Why standard deviation is so high?

In the evaluation process, IPS is calculated by

\[ \frac{10^4}{n^+ + 10n^-}\sum\delta\frac{\frac{score(\hat{x})}{\sum score(x_i)}}{\pi_0} \]

In another word, we calculate \(\pi_w=\frac{score(\hat{x})}{\sum score(x_i)}\).

Assume the output of our network is \(\sigma\), then score is calculated by \(score=e^{score-\max(score)}\) in the evaluation program.

The standard deviation is measured by

\[ \frac{2.58\times \sqrt{n}}{n^+ + 10n^-}\times Stderr[\delta \frac{\frac{ score(\hat{x})}{\sum score(x_i)}}{\pi_0}] \]

Note that we apply a post-process trick that \(\sigma' = \frac{850100}{1+e^{-\sigma +1.1875}}\).

Before post-process \(\sigma\):

896678244; 0:0.011302, 1:0.00727101, 2:0.0111319, 3:0.000752336, 4:0.00235881, 5:0.0131616, 6:0.00344201, 7:0.0268872, 8:0.0108119, 9:0.022044, 10:0.0268872

After post-process \(\sigma'\):

896678244; 0:200400, 1:199783, 2:200374, 3:198788, 4:199033, 5:200685, 6:199198, 7:202811, 8:200325, 9:202049, 10:202796

Before post-process \(\pi_w=\frac{score(\hat{x})}{\sum score(x_i)}\):

896678244; 0:0.984536, 1:0.980575, 2:0.984368, 3:0.974204, 4:0.97577, 5:0.986368, 6:0.976827, 7:1, 8:0.984053, 9:0.995168, 10:1

After post-process \(\pi_w=\frac{score(\hat{x})}{\sum score(x_i)}\):

896678244; 0:0, 1:0, 2:0, 3:0, 4:0, 5:0, 6:0, 7:1, 8:0, 9:0, 10:3.05902e-07

So actually our post-processing makes the policy more strict. For example, as shown above, after post-processing, id=896678244 gets a propensity vector \([0, 0, 0, 0, 0, 0, 0, 1, 0, 0, 3.05902e-07]\). So, if 7 is not the selected candidate, \(\pi_w\) will be \(0\), else \(\pi_w\) will be \(1\).

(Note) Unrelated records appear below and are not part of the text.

//! Environment configuration.

use std::env;
use std::time::Duration;

use crate::error::ConfigError;
use crate::scoring::aggregate::{DEFAULT_CONCURRENCY, DEFAULT_ECO_LOOKBACK_HOURS};
use crate::scoring::fuel::FUEL_WINDOW_MINUTES;

pub const DEFAULT_WEATHER_API_URL: &str = "https://api.open-meteo.com";

/// Connection details for the upstream telemetry API.
#[derive(Debug, Clone)]
pub struct TelemetryConfig {
    pub base_url: String,
    pub api_key: String,
    /// Send the key in this header instead of the `key` query parameter.
    pub api_key_header: Option<String>,
}

#[derive(Debug, Clone)]
pub struct AppConfig {
    /// `None` when `TELEMETRY_API_URL` is unset; only fixture mode works then.
    pub telemetry: Option<TelemetryConfig>,
    pub group_id: Option<String>,
    pub weather_api_url: String,
    pub eco_lookback_hours: i64,
    pub fuel_window_minutes: i64,
    pub http_timeout: Duration,
    pub fetch_concurrency: usize,
}

impl AppConfig {
    /// Loads `.env` (if present) and reads the process environment.
    pub fn from_env() -> Result<Self, ConfigError> {
        dotenvy::dotenv().ok();
        Self::from_lookup(|name| env::var(name).ok())
    }

    /// Builds the config from an arbitrary variable lookup.
    pub fn from_lookup<F>(lookup: F) -> Result<Self, ConfigError>
    where
        F: Fn(&str) -> Option<String>,
    {
        let var = |name: &str| lookup(name).filter(|v| !v.trim().is_empty());

        let telemetry = match var("TELEMETRY_API_URL") {
            Some(base_url) => Some(TelemetryConfig {
                base_url,
                api_key: var("TELEMETRY_API_KEY").ok_or(ConfigError::Missing {
                    name: "TELEMETRY_API_KEY",
                })?,
                api_key_header: var("TELEMETRY_API_KEY_HEADER"),
            }),
            None => None,
        };

        Ok(Self {
            telemetry,
            group_id: var("TELEMETRY_GROUP_ID"),
            weather_api_url: var("WEATHER_API_URL")
                .unwrap_or_else(|| DEFAULT_WEATHER_API_URL.to_string()),
            eco_lookback_hours: parse_positive(
                "ECO_LOOKBACK_HOURS",
                var("ECO_LOOKBACK_HOURS"),
                DEFAULT_ECO_LOOKBACK_HOURS,
            )?,
            fuel_window_minutes: parse_positive(
                "FUEL_WINDOW_MINUTES",
                var("FUEL_WINDOW_MINUTES"),
                FUEL_WINDOW_MINUTES,
            )?,
            http_timeout: Duration::from_secs(parse_positive(
                "HTTP_TIMEOUT_SECS",
                var("HTTP_TIMEOUT_SECS"),
                30,
            )?),
            fetch_concurrency: parse_positive(
                "FETCH_CONCURRENCY",
                var("FETCH_CONCURRENCY"),
                DEFAULT_CONCURRENCY,
            )?,
        })
    }

    /// The telemetry section, or an error naming the missing variable.
    pub fn require_telemetry(&self) -> Result<&TelemetryConfig, ConfigError> {
        self.telemetry.as_ref().ok_or(ConfigError::Missing {
            name: "TELEMETRY_API_URL",
        })
    }
}

fn parse_positive<T>(name: &'static str, raw: Option<String>, default: T) -> Result<T, ConfigError>
where
    T: std::str::FromStr + PartialOrd + Default,
{
    let Some(raw) = raw else {
        return Ok(default);
    };
    match raw.trim().parse::<T>() {
        Ok(v) if v > T::default() => Ok(v),
        _ => Err(ConfigError::Invalid {
            name,
            expected: "positive integer",
            value: raw,
        }),
    }
}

If not post-process, the propensity vector will be \([0.985, 0.981, 0.974, 0.976, 0.986, 0.977, 1, 0.984, 0.995, 1]\). Then \(\pi_w\) will be almost \(\frac{1}{11}\) no matter which candidate is selected.

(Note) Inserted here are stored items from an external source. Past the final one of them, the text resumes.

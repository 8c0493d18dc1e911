//! Typed errors for configuration, scoring and upstream data sources.

use thiserror::Error;

/// Raised while reading [`crate::config::AppConfig`] from the environment.
#[derive(Debug, Error)]
pub enum ConfigError {
    #[error("{name} must be set")]
    Missing { name: &'static str },
    #[error("{name} must be a valid {expected}, got '{value}'")]
    Invalid {
        name: &'static str,
        expected: &'static str,
        value: String,
    },
}

/// Internal fault inside the risk scorer.
///
/// Never surfaces to callers of [`crate::scoring::risk::score`]; it is turned
/// into a zero-score assessment at that boundary.
#[derive(Debug, Error, PartialEq)]
pub enum ScoringError {
    #[error("speed {0} is not a finite non-negative number")]
    InvalidSpeed(f64),
    #[error("weather observation has non-finite {field}")]
    InvalidWeather { field: &'static str },
}

/// A record or response from an upstream collaborator could not be used.
#[derive(Debug, Error)]
pub enum SourceError {
    #[error("malformed {kind} record: {reason}")]
    Malformed { kind: &'static str, reason: String },
    #[error("upstream returned status {status} for {url}")]
    Status { status: u16, url: String },
    #[error("no {kind} data for vehicle '{vehicle_id}'")]
    NotFound {
        kind: &'static str,
        vehicle_id: String,
    },
}
//! Vehicle risk scoring and fleet aggregation.
//!
//! Pure scoring functions (risk, weather, service, fuel, priority) plus the
//! async [`aggregate::FleetAggregator`] that runs them for a whole roster.

pub mod aggregate;
pub mod fuel;
pub mod level;
pub mod priority;
pub mod risk;
pub mod service;
pub mod types;
pub mod utility;
pub mod weather;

So it’s easy to understand after post-processing, standard deviation will be much higher.

And it clear that post-processing is necessary. Because if not, the expectation of \(\pi_w\) will always be close to \(\frac{1}{11}\), no matter how nice the model is.

I think this is a BUG of the evaluation program. It should not use \(score=e^{score-\max(score)}\) but something like \(score=e^{\frac{score-\max(score)}{\sum score}}\).

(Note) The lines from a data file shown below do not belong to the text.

use std::fmt;
use std::fs::OpenOptions;
use std::io::{self, Write};
use std::path::Path;

use crate::sequencing::MixPlan;
use crate::types::format_duration;

const NAME_WIDTH: usize = 45;

fn truncate_name(name: &str) -> String {
    if name.chars().count() <= NAME_WIDTH {
        return name.to_string();
    }
    let mut out: String = name.chars().take(NAME_WIDTH - 1).collect();
    out.push('\u{2026}');
    out
}

/// Fixed-width table, one row per track in play order.
struct Table<'a>(&'a MixPlan);

impl fmt::Display for Table<'_> {
    fn fmt(&self, f: &mut fmt::Formatter<'_>) -> fmt::Result {
        let plan = self.0;
        writeln!(
            f,
            "\nBEST PATH FOUND (value={}, {}):\n",
            plan.objective,
            plan.status.describe()
        )?;
        writeln!(
            f,
            "{:<45} |  BPM   | Key | Shifted Key | Shift | Length | Transition",
            "Track name"
        )?;
        writeln!(f, "{}", "-".repeat(110))?;
        for entry in &plan.entries {
            writeln!(
                f,
                "{:<45} | {:6.2} | {:<3} |     {:<3}     |  {:>+3} | {:>6} | {} ({})",
                truncate_name(&entry.track.name),
                entry.track.tempo_bpm,
                entry.track.key.to_string(),
                entry.shifted_key.to_string(),
                entry.shift,
                format_duration(entry.track.duration_seconds),
                entry.transition.label(),
                entry.transition_cost,
            )?;
        }
        writeln!(
            f,
            "\n{} tracks, total length {}",
            plan.entries.len(),
            format_duration(plan.total_duration_seconds())
        )
    }
}

pub fn render_table(plan: &MixPlan) -> String {
    Table(plan).to_string()
}

pub fn render_json(plan: &MixPlan) -> Result<String, serde_json::Error> {
    serde_json::to_string_pretty(plan)
}

/// Append `report` to `path`, or print it to stdout when no path is given.
pub fn write_report(report: &str, path: Option<&Path>) -> io::Result<()> {
    match path {
        Some(path) => {
            let mut file = OpenOptions::new().create(true).append(true).open(path)?;
            file.write_all(report.as_bytes())?;
            file.write_all(b"\n")
        }
        None => {
            let mut stdout = io::stdout().lock();
            stdout.write_all(report.as_bytes())?;
            stdout.write_all(b"\n")
        }
    }
}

Question: Why Standard deviation varies with clipping value? Why higher IPS often accompanies with higher Standard deviation?

Review what I am doing

What I am doing is training a network \(\sigma\) to minimize the loss function (If clipping is applied)

\[ -\min\{\frac{1}{p}, c\}\left[ y \cdot \log \sigma(x) + (1 - y) \cdot \log (1 - \sigma(x)) \right], \]

An important point is that \(y\) is whether this Ad is clicked, instead of whether this Ad is chosen to display. This is the difference between banditNet and my net.

Then, we use our network \(\sigma_{\bar{w}}\) to estimate the probability of clicking of a given Ad, and use this propensity as the propensity to display this Ad.

This is based on an assumption that \(\pi_0\) will always choose Ads with high CTR (reward) to display.

If this assumption is true (of course true), then the IPS:

\[ IPS = \frac{10^4}{n^+ + 10n^-}\sum\delta\frac{\frac{score(\hat{x})}{\sum score(x_i)}}{\pi_0} \]

will be maximized. This is how my net works.

Question: Why do we need to add \(\min\{\frac{1}{p}, c\}\) before our BCE loss fuction? Why will this contribute to CTR prediction?

In the banditNet settings, the network will directly calculate propensity for each candidate, or \(\pi_w\), then directly maximize the IPS / SNIPS or minimize its Lagrangian.

\[ IPS = \frac{1}{n}\sum\delta\frac{\pi_w}{\pi_0} \]

What’s the best clipping value?

According to the diagram drawn in the beginning, the best clipping value is around \(30\) ~ \(50\). The percentage of clipped propensities are about \(30\%\) ~ \(45\%\).

Question: Will \(30\%\) ~ \(45\%\) always be the best percentage? How to find the relationship between the best clipping value and the distribution of propensity?

Question: Is it true that the more propensities are clipped, the larger bias is and the smaller variance is? What’s the relation between bias-variance-tradeoff and clipping method?

Question: Is there better way to find the best clipping value without grid search?